Modulate liquidity minus rate hike

Last month, as a policy response in an unscheduled meeting to CPI inflation breaching the upper band for three consecutive months, RBI announced a 40 bps hike in repo rate to 4.4% and 50 bps hike in CRR to 4.5%. The MPC also decided to remain accommodative while focusing on withdrawal of accommodation to ensure that inflation remains within the target going forward, while supporting growth. Earlier in April, the central bank has instituted Standing Deposit Facility at 3.75% as floor for LAF corridor replacing Reverse repo which was at 3.35%. Effectively, two rate hikes in succession.
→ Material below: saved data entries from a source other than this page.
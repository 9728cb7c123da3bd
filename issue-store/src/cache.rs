use crate::error::{CacheError, StoreError};
use crate::record::StoredFindings;
use crate::store::ObjectStore;
use log::debug;
use lru::LruCache;
use relint_findings::TrackedFinding;
use std::num::NonZeroUsize;
use std::sync::{Mutex, MutexGuard, PoisonError};

/// Default number of files kept live in memory.
pub const DEFAULT_CACHE_CAPACITY: usize = 100;

/// Bounded, access-ordered cache of per-file tracked-finding collections.
///
/// Inserting beyond capacity evicts the least recently used entry, which is
/// synchronously written back to the durable store before it leaves memory —
/// eviction transfers ownership, it never discards. All compound operations
/// run under one internal lock; callers holding a tracker lock may call in,
/// the cache never calls back out.
pub struct FindingCache {
    store: ObjectStore<StoredFindings>,
    live: Mutex<LruCache<String, Vec<TrackedFinding>>>,
}

impl FindingCache {
    /// Wraps `store` with an in-memory window of `capacity` files
    /// (values below 1 are clamped to 1).
    pub fn new(store: ObjectStore<StoredFindings>, capacity: usize) -> Self {
        let capacity = NonZeroUsize::new(capacity).unwrap_or(NonZeroUsize::MIN);
        Self {
            store,
            live: Mutex::new(LruCache::new(capacity)),
        }
    }

    /// True when `key` has never been analyzed: no live entry *and* no
    /// persisted record. A cache miss with a store hit is not a first
    /// analysis.
    pub fn is_first_analysis(&self, key: &str) -> bool {
        if self.lock_live().contains(key) {
            return false;
        }
        !self.store.contains(key)
    }

    /// The live collection for `key`, touching its recency; `None` when the
    /// entry is not in memory. No store fallback.
    pub fn live(&self, key: &str) -> Option<Vec<TrackedFinding>> {
        self.lock_live().get(key).cloned()
    }

    /// The live collection for `key`, or a hard failure when the file has no
    /// live entry. Consumers that must see UI-linked state use this instead
    /// of silently defaulting to an empty collection.
    pub fn live_or_fail(&self, key: &str) -> Result<Vec<TrackedFinding>, CacheError> {
        self.live(key).ok_or_else(|| CacheError::NotLive(key.to_string()))
    }

    /// The current collection for `key`: the live entry when present,
    /// otherwise whatever the store has. The store fallback does not promote
    /// the entry back into memory.
    pub fn current(&self, key: &str) -> Result<Option<Vec<TrackedFinding>>, StoreError> {
        if let Some(found) = self.live(key) {
            return Ok(Some(found));
        }
        self.stored(key)
    }

    /// Reads and rebuilds the persisted collection for `key`, bypassing the
    /// live map.
    pub fn stored(&self, key: &str) -> Result<Option<Vec<TrackedFinding>>, StoreError> {
        Ok(self.store.read(key)?.and_then(StoredFindings::restore))
    }

    /// Installs `findings` as the live collection for `key`. When this push
    /// exceeds capacity the least recently used entry is persisted and then
    /// dropped from memory.
    pub fn put(&self, key: &str, findings: Vec<TrackedFinding>) -> Result<(), StoreError> {
        let mut live = self.lock_live();
        // push returns the displaced pair; replacing the same key is an
        // update, not an eviction.
        if let Some((old_key, old_findings)) = live.push(key.to_string(), findings) {
            if old_key != key {
                debug!("evicting {old_key} to the issue store");
                self.store
                    .write(&old_key, &StoredFindings::snapshot(&old_findings))?;
            }
        }
        Ok(())
    }

    /// Persists every live entry without evicting any of them.
    pub fn flush_all(&self) -> Result<(), StoreError> {
        let entries: Vec<(String, StoredFindings)> = self
            .lock_live()
            .iter()
            .map(|(key, findings)| (key.clone(), StoredFindings::snapshot(findings)))
            .collect();
        for (key, record) in &entries {
            self.store.write(key, record)?;
        }
        debug!("flushed {} live file(s)", entries.len());
        Ok(())
    }

    /// Persists everything, then drops the live entries. Used at host
    /// shutdown.
    pub fn shutdown(&self) -> Result<(), StoreError> {
        self.flush_all()?;
        self.lock_live().clear();
        Ok(())
    }

    /// Wipes both the live map and the backing store. Used when the user
    /// resets tracking state for the project.
    pub fn clear(&self) -> Result<(), StoreError> {
        self.lock_live().clear();
        self.store.clear()
    }

    /// Drops persisted records whose key fails the validity predicate.
    pub fn prune_stale(&self, is_valid: impl Fn(&str) -> bool) -> Result<usize, StoreError> {
        self.store.delete_invalid(is_valid)
    }

    fn lock_live(&self) -> MutexGuard<'_, LruCache<String, Vec<TrackedFinding>>> {
        self.live.lock().unwrap_or_else(PoisonError::into_inner)
    }
}
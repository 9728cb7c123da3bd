/*!
# relint issue store

Disk-backed persistence for tracked findings, plus the bounded in-memory
cache that sits in front of it.

[`ObjectStore`] maps a project-relative file path to an on-disk binary record
through a hashed two-level directory fan-out, with a separate versioned index
so lookups and deletions never recompute the hash. [`FindingCache`] keeps the
most recently analyzed files live in memory and writes the least recently
used entry back to the store on eviction, so restarting the host never loses
finding identity and memory stays bounded regardless of project size.
*/

mod cache;
mod error;
mod record;
mod store;

pub use cache::{DEFAULT_CACHE_CAPACITY, FindingCache};
pub use error::{CacheError, Result, StoreError};
pub use record::{StoredFinding, StoredFindings};
pub use store::ObjectStore;
/// Owns the tracked findings of one project.
///
/// Every mutating operation runs inside this tracker's critical section and
/// may call into the cache from there; the cache never calls back, so the
/// lock order is always tracker first, cache second.
pub struct ProjectTracker {
    state: Mutex<()>,
    cache: FindingCache,
}

impl ProjectTracker {
    /// Opens a tracker whose issue store lives under `storage_root`.
    pub fn open(storage_root: impl Into<PathBuf>, cache_capacity: usize) -> Result<Self> {
        let store = ObjectStore::open(storage_root).map_err(TrackerError::Store)?;
        Ok(Self {
            state: Mutex::new(()),
            cache: FindingCache::new(store, cache_capacity),
        })
    }

    /// Correlates one analysis pass's raw findings for `file` against the
    /// previously tracked set and returns the updated collection.
    ///
    /// Three cases, kept deliberately distinct:
    /// - no live entry and no stored record: first analysis ever, every raw
    ///   finding becomes a baseline with an unknown introduction date;
    /// - live entry: matched findings keep their identity, unmatched raws
    ///   are introduced "now", unmatched previous findings are dropped;
    /// - stored record only: same as the live case, after restoring the
    ///   persisted collection (cold reload after a restart).
    pub fn process_raw_findings(
        &self,
        file: &str,
        raw: Vec<RawFinding>,
    ) -> Result<Vec<TrackedFinding>> {
        let _guard = self.lock_state();

        if let Some(previous) = self.cache.live(file) {
            let updated = reconcile(&previous, raw, OffsetDateTime::now_utc());
            self.install(file, updated.clone());
            return Ok(updated);
        }

        let stored = match self.cache.stored(file) {
            Ok(stored) => stored,
            Err(err) => {
                warn!("could not reload stored findings for {file}, starting fresh: {err}");
                None
            }
        };

        let updated = match stored {
            Some(previous) => {
                debug!(
                    "cold reload for {file}: {} persisted finding(s)",
                    previous.len()
                );
                reconcile(&previous, raw, OffsetDateTime::now_utc())
            }
            None => {
                debug!("first analysis of {file}: {} finding(s)", raw.len());
                raw.into_iter().map(TrackedFinding::baseline).collect()
            }
        };
        self.install(file, updated.clone());
        Ok(updated)
    }

    /// Sends the live findings of `files` to the server-matching
    /// collaborator and applies the response positionally: response entry i
    /// updates request finding i of the same file.
    ///
    /// The whole response shape is validated before the first finding is
    /// touched, so a failed, interrupted, or malformed round trip leaves
    /// prior state untouched.
    pub fn apply_server_matches(
        &self,
        matcher: &dyn ServerMatcher,
        files: &[String],
    ) -> Result<()> {
        let _guard = self.lock_state();

        let mut requests = Vec::with_capacity(files.len());
        let mut live_sets = Vec::with_capacity(files.len());
        for file in files {
            let findings = self.cache.live_or_fail(file)?;
            requests.push(ServerMatchRequest {
                file: file.clone(),
                entries: findings.iter().map(ServerMatchEntry::from).collect(),
            });
            live_sets.push(findings);
        }

        let responses = match matcher.match_batch(&requests) {
            Ok(responses) => responses,
            Err(err) => {
                warn!("server matching failed, keeping prior state: {err}");
                return Err(err.into());
            }
        };

        if responses.len() != requests.len() {
            return Err(TrackerError::ResponseShape(format!(
                "{} file(s) requested, {} answered",
                requests.len(),
                responses.len()
            )));
        }
        for (request, response) in requests.iter().zip(&responses) {
            if response.len() != request.entries.len() {
                return Err(TrackerError::ResponseShape(format!(
                    "{}: {} finding(s) requested, {} answered",
                    request.file,
                    request.entries.len(),
                    response.len()
                )));
            }
        }

        for ((file, mut findings), response) in files.iter().zip(live_sets).zip(responses) {
            for (finding, entry) in findings.iter_mut().zip(&response) {
                finding.apply_server_match(entry);
            }
            self.install(file, findings);
        }
        info!("applied server matches for {} file(s)", files.len());
        Ok(())
    }

    /// Marks the finding with `id` in `file` as resolved. The file must have
    /// live state in this session.
    pub fn mark_resolved(&self, file: &str, id: Uuid) -> Result<()> {
        let _guard = self.lock_state();
        self.update_live(file, id, |finding| finding.resolved = true)
    }

    /// Records the UI annotation identifier for the finding with `id` in
    /// `file`. The value is persisted verbatim and never interpreted.
    pub fn set_marker(&self, file: &str, id: Uuid, marker_id: Option<String>) -> Result<()> {
        let _guard = self.lock_state();
        self.update_live(file, id, |finding| finding.marker_id = marker_id.clone())
    }

    /// The current tracked collection for `file` (live, or persisted), if
    /// any. Read-only from the caller's perspective.
    pub fn current_findings(&self, file: &str) -> Result<Option<Vec<TrackedFinding>>> {
        let _guard = self.lock_state();
        Ok(self.cache.current(file)?)
    }

    /// Whether `file` has never been analyzed — absent from both the live
    /// cache and the store.
    pub fn is_first_analysis(&self, file: &str) -> bool {
        let _guard = self.lock_state();
        self.cache.is_first_analysis(file)
    }

    /// Persists every live collection without dropping any of them.
    pub fn flush_all(&self) -> Result<()> {
        let _guard = self.lock_state();
        self.cache.flush_all().map_err(TrackerError::Store)
    }

    /// Flushes everything, then releases live memory. For host shutdown.
    pub fn shutdown(&self) -> Result<()> {
        let _guard = self.lock_state();
        self.cache.shutdown().map_err(TrackerError::Store)
    }

    /// Resets all tracking state for this project, in memory and on disk.
    pub fn clear(&self) -> Result<()> {
        let _guard = self.lock_state();
        self.cache.clear().map_err(TrackerError::Store)
    }

    /// Drops persisted records for keys the predicate rejects (files removed
    /// from or no longer analyzable in the workspace).
    pub fn prune_stale(&self, is_valid: impl Fn(&str) -> bool) -> Result<usize> {
        let _guard = self.lock_state();
        self.cache.prune_stale(is_valid).map_err(TrackerError::Store)
    }

    fn update_live(
        &self,
        file: &str,
        id: Uuid,
        mut apply: impl FnMut(&mut TrackedFinding),
    ) -> Result<()> {
        let mut findings = self.cache.live_or_fail(file)?;
        let Some(finding) = findings.iter_mut().find(|f| f.id == Some(id)) else {
            return Err(TrackerError::UnknownFinding(id));
        };
        apply(finding);
        self.install(file, findings);
        Ok(())
    }

    /// Puts a collection into the cache; a failed eviction write-back is
    /// logged but never blocks analysis.
    fn install(&self, file: &str, findings: Vec<TrackedFinding>) {
        if let Err(err) = self.cache.put(file, findings) {
            warn!("eviction write-back failed while caching {file}: {err}");
        }
    }

    fn lock_state(&self) -> MutexGuard<'_, ()> {
        self.state.lock().unwrap_or_else(PoisonError::into_inner)
    }
}
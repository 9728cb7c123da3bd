/*!
# relint tracker

Per-project orchestration of finding identity.

A [`ProjectTracker`] receives each analysis pass's raw findings for a file,
correlates them against the previously tracked set (live in memory, or
reloaded from the issue store after a restart), and keeps the per-file
tracked collections current. A [`TrackerRegistry`] owns one tracker per open
project and tears it down — with a forced flush — when the project closes.

The only externally-waiting operation is the server-matching round trip
([`ProjectTracker::apply_server_matches`]), whose response is applied
positionally and only after full validation, so a failed or interrupted round
trip never leaves partially updated state.
*/

mod config;
mod error;
mod registry;
mod server;
mod tracker;

pub use config::TrackingConfig;
pub use error::{Result, TrackerError};
pub use registry::TrackerRegistry;
pub use server::{ServerMatchEntry, ServerMatchError, ServerMatchRequest, ServerMatcher};
pub use tracker::ProjectTracker;

pub use relint_findings::ServerMatch;
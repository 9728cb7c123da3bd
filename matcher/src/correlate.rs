use crate::token::MatchToken;
use std::collections::HashMap;
use std::collections::VecDeque;

/// Result of correlating one file's raw findings against its previous set.
///
/// Indices refer into the input slices. The result is a partial bijection:
/// no raw or previous index appears in more than one pair, and every index
/// lands either in `pairs` or in the unmatched list for its side.
#[derive(Clone, Debug, Default, PartialEq, Eq)]
pub struct Matching {
    /// `(raw_index, previous_index)` pairs, in raw order.
    pub pairs: Vec<(usize, usize)>,
    /// Raw findings with no predecessor: newly introduced.
    pub new_raw: Vec<usize>,
    /// Previous findings with no successor: fixed or gone.
    pub gone_previous: Vec<usize>,
}

/// Pairs raw findings against previously tracked findings for one file.
pub fn correlate(raw: &[MatchToken<'_>], previous: &[MatchToken<'_>]) -> Matching {
    let mut paired_previous: Vec<Option<usize>> = vec![None; raw.len()];
    let mut previous_taken = vec![false; previous.len()];

    digest_pass(
        raw,
        previous,
        &mut paired_previous,
        &mut previous_taken,
        |token| token.range_digest,
    );
    digest_pass(
        raw,
        previous,
        &mut paired_previous,
        &mut previous_taken,
        |token| token.line_digest,
    );
    positional_pass(raw, previous, &mut paired_previous, &mut previous_taken);

    let mut matching = Matching::default();
    for (raw_index, paired) in paired_previous.iter().enumerate() {
        match paired {
            Some(previous_index) => matching.pairs.push((raw_index, *previous_index)),
            None => matching.new_raw.push(raw_index),
        }
    }
    for (previous_index, taken) in previous_taken.iter().enumerate() {
        if !taken {
            matching.gone_previous.push(previous_index);
        }
    }
    matching
}

/// One exact-equality pass: pairs tokens sharing a rule key and an identical
/// non-null digest. Candidates within a bucket are consumed in input order,
/// which keeps the pass deterministic and maximal for its tier.
fn digest_pass<'a>(
    raw: &[MatchToken<'a>],
    previous: &[MatchToken<'a>],
    paired_previous: &mut [Option<usize>],
    previous_taken: &mut [bool],
    digest: impl Fn(&MatchToken<'a>) -> Option<&'a str>,
) {
    let mut buckets: HashMap<(&str, &str), VecDeque<usize>> = HashMap::new();
    for (previous_index, token) in previous.iter().enumerate() {
        if previous_taken[previous_index] {
            continue;
        }
        if let Some(value) = digest(token) {
            buckets
                .entry((token.rule_key, value))
                .or_default()
                .push_back(previous_index);
        }
    }

    for (raw_index, token) in raw.iter().enumerate() {
        if paired_previous[raw_index].is_some() {
            continue;
        }
        let Some(value) = digest(token) else {
            continue;
        };
        if let Some(candidates) = buckets.get_mut(&(token.rule_key, value)) {
            if let Some(previous_index) = candidates.pop_front() {
                paired_previous[raw_index] = Some(previous_index);
                previous_taken[previous_index] = true;
            }
        }
    }
}

/// Fallback pass for findings without a usable digest: pairs tokens sharing
/// rule key and message, preferring the smallest line distance. Ties go to
/// the lowest previous line number, then the lowest previous index.
fn positional_pass(
    raw: &[MatchToken<'_>],
    previous: &[MatchToken<'_>],
    paired_previous: &mut [Option<usize>],
    previous_taken: &mut [bool],
) {
    for (raw_index, token) in raw.iter().enumerate() {
        if paired_previous[raw_index].is_some() {
            continue;
        }
        let mut best: Option<(u64, u32, usize)> = None;
        for (previous_index, candidate) in previous.iter().enumerate() {
            if previous_taken[previous_index]
                || candidate.rule_key != token.rule_key
                || candidate.message != token.message
            {
                continue;
            }
            let key = (
                line_distance(token.line, candidate.line),
                candidate.line.unwrap_or(0),
                previous_index,
            );
            if best.is_none_or(|current| key < current) {
                best = Some(key);
            }
        }
        if let Some((_, _, previous_index)) = best {
            paired_previous[raw_index] = Some(previous_index);
            previous_taken[previous_index] = true;
        }
    }
}

/// Both absent is a perfect positional match; one-sided absence is the worst
/// distance but still pairable within the tier.
fn line_distance(a: Option<u32>, b: Option<u32>) -> u64 {
    match (a, b) {
        (Some(a), Some(b)) => u64::from(a.abs_diff(b)),
        (None, None) => 0,
        _ => u64::MAX,
    }
}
Later, the central government announced a slew of fiscal measures to douse the effects of supply shocks – steep cut in oil excise duty, zero duty on edible oil and a duty reduction on a host of other items like ferronickel, coking coal – which can lead to decline in inflation by an estimated 40 bps. The duty cuts and ban has kept the prices of essential items – edible oils, wheat, rice, atta and sugar under check. Should the RBI MPC meeting in June continue the rate hike trend for the larger public good of taming the trajectory of CPI inflation or go for a rate pause to soften the blow on consumers and growth as FY22 GDP barely crossed the pre-pandemic level on the account of two waves?

The historical high inflation across the globe compelled the central banks in reversing the interest rate cycle. To avoid the flight of capital and the subsequent rupee depreciation manifesting as increased liquidity and higher imported inflation, the prescription is to hike policy repo rate. The same prescription holds for savers facing negative real interest rates. However, a further rate hike is not warranted in battling these scenarios.

While RBI stalled the runaway depreciation and volatility by intervening in forex market, a perception among the financial market participants is that the FII outflows from debt and equity markets may have peaked. 40 bps repo rate hike in May, RBI’s strong dollar war chest, estimated 100 billion dollar FDI in FY23 and reversal of FII outflows owing to recessionary concerns in US and Euro zone should ease the pressure on Rupee, subsequently on RBI to vote for a rate hike.

The RBI Retail Direct Scheme aimed at greater retail participation through the improvement in ease of access to G-Sec market helps individuals including senior citizens earn more than 100 bps in holding a 10-year G-Sec in comparison to 10-year FD. The narrow interest rate and inflation differential addresses the negative real interest rates conundrum while strongly dismissing a case for a rate hike.

According to an RBI Working paper, coefficient of policy rate i.e., repo rate was negatively related to credit growth. An increase (decrease) in policy rate by 100 basis points causes the credit to decline (increase) by 1.95% with a lag of six quarters. The prevailing inflationary pressures are on account of external supply shocks and persistent liquidity surplus for which rate action is dispensable. So, a calibrated and targeted approach leveraging the plethora of policy instruments is suggested over a series of rate hikes.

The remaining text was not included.